Prompt 4: Regression Test from Bug Report

When to use: A bug has been reported. Before fixing it, write a test that reproduces it.

Pattern: Test-Driven Prompting + Error Escalation

Bug report:
- Expected behavior: {What should happen}
- Actual behavior: {What actually happens}
- Steps to reproduce: {How to trigger the bug}
- Environment: {Relevant context -- browser, OS, data state}

Relevant code:
---
{Paste the function/module where the bug likely lives}
---

Write a test that:
1. Reproduces the exact bug (this test should FAIL currently)
2. Clearly documents what the correct behavior should be
3. Is specific enough that fixing an unrelated issue won't
   accidentally make it pass

Do NOT fix the bug yet. I want a failing test first, then we
will fix it in the next step.

Tips: - Writing the regression test before the fix ensures the fix is real, not coincidental.

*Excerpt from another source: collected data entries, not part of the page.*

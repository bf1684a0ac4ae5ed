use bevy_ecs::prelude::Resource;

/// Simulation clock advanced once per step by
/// [`update_world_time`](crate::systems::time::update_world_time).
#[derive(Resource, Clone, Copy, Debug)]
pub struct WorldTime {
    /// Scaled seconds since the simulation started.
    pub elapsed: f32,
    /// Scaled duration of the current step.
    pub delta: f32,
    pub time_scale: f32,
    /// Steps run so far.
    pub frame_count: u64,
}

impl Default for WorldTime {
    fn default() -> Self {
        WorldTime {
            elapsed: 0.0,
            delta: 0.0,
            time_scale: 1.0,
            frame_count: 0,
        }
    }
}

impl WorldTime {
    pub fn with_time_scale(mut self, time_scale: f32) -> Self {
        self.time_scale = time_scale;
        self
    }
}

This is standard TDD practice, and even more important with AI-generated fixes. - "Specific enough that fixing an unrelated issue won't make it pass" prevents false confidence. A test that passes for the wrong reason is worse than no test. - After the test is written and failing, use the Test-First Implementation prompt (Prompt 2) to have the AI write the fix.


Prompt 5: Contract Tests for API Boundaries

When to use: Defining the contract between two systems, modules, or services before building either side.

Pattern: Test-Driven Prompting + Architecture Ownership

I'm defining the contract between {SYSTEM_A} and {SYSTEM_B}.

The interface:
- Endpoint/Function: {e.g., POST /api/v2/orders}
- Input shape: {JSON schema or type definition}
- Output shape: {JSON schema or type definition}
- Error responses: {Expected error codes and shapes}

Write contract tests that verify:
1. Valid requests produce correctly shaped responses
2. Each documented error case returns the right error code and message
3. Required fields are enforced (missing fields cause clear errors)
4. The contract is stable (response shape doesn't change unexpectedly)

These tests should be runnable against either a mock or the real
service. Use {TESTING_FRAMEWORK} and structure them so both teams
can run them independently.

Tips: - Contract tests enforce architecture decisions at the boundary. This is where Pattern 4 (Architecture Ownership) and Pattern 5 (Test-Driven Prompting) work together. - Both teams running the same contract tests prevents integration drift. The tests become the single source of truth for the interface. - Include error responses in the contract. Most integration failures happen in error handling, not in the happy path.